Better Collective has completed its acquisition of US-based RotoGrinders Network, purchasing the remaining 40% stake in RotoGrinders for a total price of €33m ($38.1m/£28.2m).
This completes the acquisition of the fantasy sports and betting content brand, which began in 2019 when Better Collective purchased a 60% stake in RotoGrinders.
The majority of the acquisition price will be paid through €22m cash consideration. The remainder will be paid in shares or cash. Better Collective will transfer both payments no later than December 31 2021, completing the acquisition before the end of the year.
Including the €18m paid in the 2019 deal, the total expected transaction price for 100% of RotoGrinders Network shares is €51m.
“Joining Better Collective a few years back helped us fully unlock the potential of the RotoGrinders network,” said Cal Spears, RotoGrinders CEO. “We’re proud to announce that our significant growth has led to an accelerated acquisition and that our team of 50-plus will be fully integrated into Better Collective US going forward.
“All seven of the original RotoGrinders network shareholders and co-founders are now assuming full-time or advisory roles. Better Collective is perfectly positioned for US growth and we’re excited to help realize its potential.”
Better Collective expects RotoGrinders Network’s prowess in the sports betting and daily fantasy sports world to boost the company’s US performance. Since the initial 60% acquisition, RotoGrinders’ 2021 revenue more than doubled since 2019 and its 2021 EBITDA is 4.4 times higher than 2019.

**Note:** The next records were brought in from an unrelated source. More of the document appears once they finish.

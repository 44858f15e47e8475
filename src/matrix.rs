//! Labeled sample × gene matrices.

mod reader;
mod writer;

pub use self::{
    reader::{read, ReadError},
    writer::Writer,
};

use std::collections::HashSet;

use ndarray::{Array2, ArrayView2};
use thiserror::Error;

#[derive(Debug, Error)]
pub enum ValidationError {
    #[error("shape mismatch: expected {expected:?}, got {actual:?}")]
    ShapeMismatch {
        expected: (usize, usize),
        actual: (usize, usize),
    },
    #[error("duplicate sample ID: {0}")]
    DuplicateSampleId(String),
    #[error("duplicate gene ID: {0}")]
    DuplicateGeneId(String),
}

/// A matrix of values with sample (row) and gene (column) IDs.
#[derive(Clone, Debug, PartialEq)]
pub struct CountMatrix {
    sample_ids: Vec<String>,
    gene_ids: Vec<String>,
    values: Array2<f64>,
}

impl CountMatrix {
    /// Creates a matrix.
    ///
    /// `values` must have one row per sample ID and one column per gene ID. Sample IDs and gene
    /// IDs must each be unique.
    pub fn new(
        sample_ids: Vec<String>,
        gene_ids: Vec<String>,
        values: Array2<f64>,
    ) -> Result<Self, ValidationError> {
        let expected = (sample_ids.len(), gene_ids.len());
        let actual = values.dim();

        if actual != expected {
            return Err(ValidationError::ShapeMismatch { expected, actual });
        }

        if let Some(id) = find_duplicate(&sample_ids) {
            return Err(ValidationError::DuplicateSampleId(id.into()));
        }

        if let Some(id) = find_duplicate(&gene_ids) {
            return Err(ValidationError::DuplicateGeneId(id.into()));
        }

        Ok(Self {
            sample_ids,
            gene_ids,
            values,
        })
    }

    pub fn sample_ids(&self) -> &[String] {
        &self.sample_ids
    }

    pub fn gene_ids(&self) -> &[String] {
        &self.gene_ids
    }

    pub fn values(&self) -> ArrayView2<'_, f64> {
        self.values.view()
    }

    /// Returns a matrix with the same IDs but different values.
    pub fn with_values(&self, values: Array2<f64>) -> Result<Self, ValidationError> {
        Self::new(self.sample_ids.clone(), self.gene_ids.clone(), values)
    }
}

fn find_duplicate(ids: &[String]) -> Option<&str> {
    let mut seen = HashSet::with_capacity(ids.len());
    ids.iter()
        .find(|id| !seen.insert(id.as_str()))
        .map(|id| id.as_str())
}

Marc Pedersen, CEO of Better Collective US, said: “We are pleased to settle the full acquisition of the RotoGrinders Network earlier than originally planned. Since the initial acquisition, we have been impressed with the RotoGrinders team and we are excited to now welcome them to the broader Better Collective family and pursue all synergies to the fullest.
“Furthermore, we are pleased to keep the now-previous shareholders in Rotogrinders engaged in Better Collective with the opportunity to benefit from their competencies more widely in the organization.”